┌─ Dataset records

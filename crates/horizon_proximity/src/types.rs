//! # Core Type Definitions
//!
//! Identifiers and geometry shared by the proximity coordinator and the
//! replication client.
//!
//! ## Key Types
//!
//! - [`EntityId`] - Unique identifier for any trackable entity (object or aggregate node)
//! - [`ServerId`] - Identifier for a cooperating server
//! - [`TreeId`] - Identifier for a remote index replicated locally
//! - [`TimedMotionVector`] - Time-stamped position and velocity
//! - [`BoundingSphere`] / [`AggregateBounds`] - Entity extents
//! - [`SolidAngle`] - Precision threshold for queries
//!
//! ## Design Principles
//!
//! - **Type Safety**: Wrapper types prevent ID confusion (EntityId vs ServerId vs TreeId)
//! - **Precision**: Double-precision floats for accurate large-world positioning
//! - **Serialization**: All types support JSON serialization for network transmission

use serde::{Deserialize, Serialize};
use std::cmp::Ordering;
use std::f64::consts::PI;
use uuid::Uuid;

// ============================================================================
// Identifiers
// ============================================================================

/// Unique identifier for an entity tracked by the proximity system.
///
/// Entities are either real objects or aggregate nodes of a remote index.
/// This is a wrapper around UUID so entity ids cannot be confused with
/// server or tree ids.
///
/// # Examples
///
/// ```rust
/// use horizon_proximity::EntityId;
///
/// let entity = EntityId::new();
/// let parsed = EntityId::from_str("550e8400-e29b-41d4-a716-446655440000")?;
/// println!("Entity: {}", parsed);
/// # let _ = entity;
/// # Ok::<(), Box<dyn std::error::Error>>(())
/// ```
#[derive(Debug, Clone, Copy, PartialEq, Eq, Hash, PartialOrd, Ord, Serialize, Deserialize)]
pub struct EntityId(pub Uuid);

impl EntityId {
    /// Creates a new random entity ID using UUID v4.
    pub fn new() -> Self {
        Self(Uuid::new_v4())
    }

    /// The nil entity, used as "no parent".
    pub fn nil() -> Self {
        Self(Uuid::nil())
    }

    /// Returns true for the nil entity.
    pub fn is_nil(&self) -> bool {
        self.0.is_nil()
    }

    /// Parses an entity ID from a string representation.
    pub fn from_str(s: &str) -> Result<Self, uuid::Error> {
        Uuid::parse_str(s).map(Self)
    }
}

impl std::str::FromStr for EntityId {
    type Err = uuid::Error;

    fn from_str(s: &str) -> Result<Self, Self::Err> {
        Self::from_str(s)
    }
}

impl Default for EntityId {
    fn default() -> Self {
        Self::new()
    }
}

impl std::fmt::Display for EntityId {
    fn fmt(&self, f: &mut std::fmt::Formatter<'_>) -> std::fmt::Result {
        write!(f, "{}", self.0)
    }
}

/// Identifier for a cooperating server.
#[derive(Debug, Clone, Copy, PartialEq, Eq, Hash, PartialOrd, Ord, Serialize, Deserialize)]
pub struct ServerId(pub u32);

impl std::fmt::Display for ServerId {
    fn fmt(&self, f: &mut std::fmt::Formatter<'_>) -> std::fmt::Result {
        write!(f, "server-{}", self.0)
    }
}

/// Identifier for a remote spatial index ("tree") mirrored locally.
#[derive(Debug, Clone, Copy, PartialEq, Eq, Hash, PartialOrd, Ord, Serialize, Deserialize)]
pub struct TreeId(pub u32);

impl std::fmt::Display for TreeId {
    fn fmt(&self, f: &mut std::fmt::Formatter<'_>) -> std::fmt::Result {
        write!(f, "tree-{}", self.0)
    }
}

/// A node within a specific replicated tree.
#[derive(Debug, Clone, Copy, PartialEq, Eq, Hash, PartialOrd, Ord, Serialize, Deserialize)]
pub struct IndexNode {
    pub tree: TreeId,
    pub node: EntityId,
}

impl IndexNode {
    pub fn new(tree: TreeId, node: EntityId) -> Self {
        Self { tree, node }
    }
}

/// Owner of a standing query: either a peer server or a single object.
#[derive(Debug, Clone, Copy, PartialEq, Eq, Hash, Serialize, Deserialize)]
pub enum Subscriber {
    Server(ServerId),
    Object(EntityId),
}

impl std::fmt::Display for Subscriber {
    fn fmt(&self, f: &mut std::fmt::Formatter<'_>) -> std::fmt::Result {
        match self {
            Subscriber::Server(id) => write!(f, "{}", id),
            Subscriber::Object(id) => write!(f, "object-{}", id),
        }
    }
}

// ============================================================================
// Geometry
// ============================================================================

/// A 3D vector with double-precision components.
#[derive(Debug, Clone, Copy, PartialEq, Serialize, Deserialize)]
pub struct Vec3 {
    pub x: f64,
    pub y: f64,
    pub z: f64,
}

impl Vec3 {
    pub fn new(x: f64, y: f64, z: f64) -> Self {
        Self { x, y, z }
    }

    /// Creates a zero vector (0, 0, 0).
    pub fn zero() -> Self {
        Self::new(0.0, 0.0, 0.0)
    }

    /// Euclidean length.
    pub fn length(&self) -> f64 {
        (self.x * self.x + self.y * self.y + self.z * self.z).sqrt()
    }

    /// Calculates the distance to another Vec3.
    pub fn distance(&self, other: Vec3) -> f64 {
        (*self - other).length()
    }

    pub fn scale(&self, factor: f64) -> Self {
        Self::new(self.x * factor, self.y * factor, self.z * factor)
    }

    pub fn to_array(&self) -> [f64; 3] {
        [self.x, self.y, self.z]
    }
}

impl Default for Vec3 {
    fn default() -> Self {
        Self::zero()
    }
}

impl std::ops::Add for Vec3 {
    type Output = Vec3;

    fn add(self, rhs: Vec3) -> Vec3 {
        Vec3::new(self.x + rhs.x, self.y + rhs.y, self.z + rhs.z)
    }
}

impl std::ops::Sub for Vec3 {
    type Output = Vec3;

    fn sub(self, rhs: Vec3) -> Vec3 {
        Vec3::new(self.x - rhs.x, self.y - rhs.y, self.z - rhs.z)
    }
}

/// Orientation quaternion. Used for both orientation and angular velocity.
#[derive(Debug, Clone, Copy, PartialEq, Serialize, Deserialize)]
pub struct Quaternion {
    pub x: f64,
    pub y: f64,
    pub z: f64,
    pub w: f64,
}

impl Quaternion {
    pub fn new(x: f64, y: f64, z: f64, w: f64) -> Self {
        Self { x, y, z, w }
    }

    pub fn identity() -> Self {
        Self::new(0.0, 0.0, 0.0, 1.0)
    }
}

impl Default for Quaternion {
    fn default() -> Self {
        Self::identity()
    }
}

/// Position plus velocity, valid as of timestamp `t` (milliseconds).
///
/// The proximity layer extrapolates linearly between updates when it
/// evaluates queries; it never rewrites the stored value.
#[derive(Debug, Clone, Copy, PartialEq, Serialize, Deserialize)]
pub struct TimedMotionVector {
    pub t: u64,
    pub position: Vec3,
    pub velocity: Vec3,
}

impl TimedMotionVector {
    pub fn new(t: u64, position: Vec3, velocity: Vec3) -> Self {
        Self { t, position, velocity }
    }

    /// A non-moving entity at `position`.
    pub fn stationary(t: u64, position: Vec3) -> Self {
        Self::new(t, position, Vec3::zero())
    }

    /// Position at time `at`. Times before `t` are clamped to `t`.
    pub fn extrapolate(&self, at: u64) -> Vec3 {
        let dt = at.saturating_sub(self.t) as f64 / 1000.0;
        self.position + self.velocity.scale(dt)
    }
}

impl Default for TimedMotionVector {
    fn default() -> Self {
        Self::stationary(0, Vec3::zero())
    }
}

/// Orientation plus angular velocity, valid as of timestamp `t`.
#[derive(Debug, Clone, Copy, PartialEq, Default, Serialize, Deserialize)]
pub struct TimedMotionQuaternion {
    pub t: u64,
    pub position: Quaternion,
    pub velocity: Quaternion,
}

impl TimedMotionQuaternion {
    pub fn new(t: u64, position: Quaternion, velocity: Quaternion) -> Self {
        Self { t, position, velocity }
    }
}

/// Sphere relative to an entity's location.
#[derive(Debug, Clone, Copy, PartialEq, Serialize, Deserialize)]
pub struct BoundingSphere {
    pub center: Vec3,
    pub radius: f64,
}

impl BoundingSphere {
    pub fn new(center: Vec3, radius: f64) -> Self {
        Self { center, radius }
    }

    /// Sphere of `radius` centered on the entity.
    pub fn centered(radius: f64) -> Self {
        Self::new(Vec3::zero(), radius)
    }

    /// Smallest sphere containing both `self` and `other`.
    pub fn merge(&self, other: &BoundingSphere) -> BoundingSphere {
        let offset = other.center - self.center;
        let distance = offset.length();
        if distance + other.radius <= self.radius {
            return *self;
        }
        if distance + self.radius <= other.radius {
            return *other;
        }
        let radius = (distance + self.radius + other.radius) / 2.0;
        let center = self.center + offset.scale((radius - self.radius) / distance);
        BoundingSphere::new(center, radius)
    }
}

impl Default for BoundingSphere {
    fn default() -> Self {
        Self::centered(0.0)
    }
}

/// Bounds of an entity that may aggregate children.
///
/// `center_bounds_radius` covers the centers of all children and
/// `max_object_size` is the largest child radius, so the full extent is
/// their sum. For a plain object the center radius is zero.
#[derive(Debug, Clone, Copy, PartialEq, Default, Serialize, Deserialize)]
pub struct AggregateBounds {
    pub center_offset: Vec3,
    pub center_bounds_radius: f64,
    pub max_object_size: f64,
}

impl AggregateBounds {
    pub fn new(center_offset: Vec3, center_bounds_radius: f64, max_object_size: f64) -> Self {
        Self {
            center_offset,
            center_bounds_radius,
            max_object_size,
        }
    }

    /// Bounds of a single, non-aggregate object.
    pub fn object(radius: f64) -> Self {
        Self::new(Vec3::zero(), 0.0, radius)
    }

    pub fn full_radius(&self) -> f64 {
        self.center_bounds_radius + self.max_object_size
    }

    pub fn full_bounds(&self) -> BoundingSphere {
        BoundingSphere::new(self.center_offset, self.full_radius())
    }
}

impl From<BoundingSphere> for AggregateBounds {
    fn from(sphere: BoundingSphere) -> Self {
        Self::new(sphere.center, 0.0, sphere.radius)
    }
}

/// Axis-aligned bounds of a region owned by a server.
///
/// # Examples
///
/// ```rust
/// use horizon_proximity::RegionBounds;
///
/// let region_bounds = RegionBounds {
///     min_x: -500.0, max_x: 500.0,
///     min_y: 0.0, max_y: 128.0,
///     min_z: -500.0, max_z: 500.0,
/// };
/// let sphere = region_bounds.bounding_sphere();
/// assert!(sphere.radius > 500.0);
/// ```
#[derive(Debug, Clone, Copy, PartialEq, Serialize, Deserialize)]
pub struct RegionBounds {
    pub min_x: f64,
    pub max_x: f64,
    pub min_y: f64,
    pub max_y: f64,
    pub min_z: f64,
    pub max_z: f64,
}

impl RegionBounds {
    pub fn new(min: Vec3, max: Vec3) -> Self {
        Self {
            min_x: min.x,
            max_x: max.x,
            min_y: min.y,
            max_y: max.y,
            min_z: min.z,
            max_z: max.z,
        }
    }

    pub fn min(&self) -> Vec3 {
        Vec3::new(self.min_x, self.min_y, self.min_z)
    }

    pub fn max(&self) -> Vec3 {
        Vec3::new(self.max_x, self.max_y, self.max_z)
    }

    pub fn center(&self) -> Vec3 {
        (self.min() + self.max()).scale(0.5)
    }

    /// Smallest box containing both regions.
    pub fn merge(&self, other: &RegionBounds) -> RegionBounds {
        RegionBounds {
            min_x: self.min_x.min(other.min_x),
            max_x: self.max_x.max(other.max_x),
            min_y: self.min_y.min(other.min_y),
            max_y: self.max_y.max(other.max_y),
            min_z: self.min_z.min(other.min_z),
            max_z: self.max_z.max(other.max_z),
        }
    }

    /// Sphere through the box corners, centered on the box.
    pub fn bounding_sphere(&self) -> BoundingSphere {
        let center = self.center();
        BoundingSphere::new(center, center.distance(self.max()))
    }
}

impl Default for RegionBounds {
    fn default() -> Self {
        Self {
            min_x: -1000.0,
            max_x: 1000.0,
            min_y: -1000.0,
            max_y: 1000.0,
            min_z: -100.0,
            max_z: 100.0,
        }
    }
}

// ============================================================================
// Solid angle
// ============================================================================

/// Angular precision threshold, in steradians.
///
/// Smaller angles select smaller or more distant entities and are more
/// expensive to evaluate. [`SolidAngle::MAX`] is the whole sphere and acts
/// as "no threshold": only entities engulfing the viewer satisfy it.
#[derive(Debug, Clone, Copy, Serialize, Deserialize)]
pub struct SolidAngle(f64);

impl SolidAngle {
    pub const MIN: SolidAngle = SolidAngle(0.0);
    pub const MAX: SolidAngle = SolidAngle(4.0 * PI);

    /// Creates an angle, clamped to `[0, 4π]`. NaN maps to `MAX`.
    pub fn new(steradians: f64) -> Self {
        if steradians.is_nan() {
            return Self::MAX;
        }
        Self(steradians.clamp(Self::MIN.0, Self::MAX.0))
    }

    pub fn as_f64(&self) -> f64 {
        self.0
    }

    /// Angle subtended by a sphere of `radius` whose center is `distance` away.
    pub fn subtended(distance: f64, radius: f64) -> Self {
        if distance <= radius {
            return Self::MAX;
        }
        let sin_half = (radius / distance).clamp(0.0, 1.0);
        let cos_half = (1.0 - sin_half * sin_half).sqrt();
        Self::new(2.0 * PI * (1.0 - cos_half))
    }

    /// Largest center distance at which a sphere of `radius` still subtends
    /// at least this angle.
    pub fn max_distance(&self, radius: f64) -> f64 {
        if self.0 <= 0.0 {
            return f64::INFINITY;
        }
        if self.0 >= 2.0 * PI {
            return radius;
        }
        let cos_half = 1.0 - self.0 / (2.0 * PI);
        let sin_half = (1.0 - cos_half * cos_half).sqrt();
        radius / sin_half
    }
}

impl PartialEq for SolidAngle {
    fn eq(&self, other: &Self) -> bool {
        self.cmp(other) == Ordering::Equal
    }
}

impl Eq for SolidAngle {}

impl PartialOrd for SolidAngle {
    fn partial_cmp(&self, other: &Self) -> Option<Ordering> {
        Some(self.cmp(other))
    }
}

impl Ord for SolidAngle {
    fn cmp(&self, other: &Self) -> Ordering {
        self.0.total_cmp(&other.0)
    }
}

impl std::fmt::Display for SolidAngle {
    fn fmt(&self, f: &mut std::fmt::Formatter<'_>) -> std::fmt::Result {
        write!(f, "{:.4}sr", self.0)
    }
}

└─

→ **Task goal**
Single out each line of the records above with the string "centered" in it, and copy it.

→ **Solution to this exercise**
    /// Sphere of `radius` centered on the entity.
    pub fn centered(radius: f64) -> Self {
        Self::centered(0.0)
    /// Sphere through the box corners, centered on the box.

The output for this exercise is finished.